**Task details:** As you look over the data below, please find each line where the word "function" appears, then copy it.

**Material for this exercise:**
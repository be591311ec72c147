//! The C parser.
//!
//! Recursive descent over the token stream; expressions use one
//! precedence-climbing routine per C precedence level. With `typedef`
//! outside the subset there is no declaration/expression ambiguity: a
//! parenthesis followed by a type keyword is always a cast.
//!
//! Declarator parsing handles pointers, arrays, function parameter lists
//! and the `(*name)(…)` function-pointer shape; more exotic declarators
//! are rejected with a diagnostic.

use crate::ast::*;
use crate::error::{Location, ParseResult};
use crate::lexer::{Token, TokenKind};

/// Parse a token stream into a translation unit.
pub fn parse(tokens: Vec<Token>) -> ParseResult<PProgram> {
    let mut p = Parser {
        tokens,
        pos: 0,
        eof_loc: Location::new("<eof>", 0),
    };
    let mut prog = PProgram::default();
    while !p.at_end() {
        prog.decls.push(p.top_decl()?);
    }
    Ok(prog)
}

struct Parser {
    tokens: Vec<Token>,
    pos: usize,
    eof_loc: Location,
}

**Response to the exercise:**
//! Declarator parsing handles pointers, arrays, function parameter lists
//! and the `(*name)(…)` function-pointer shape; more exotic declarators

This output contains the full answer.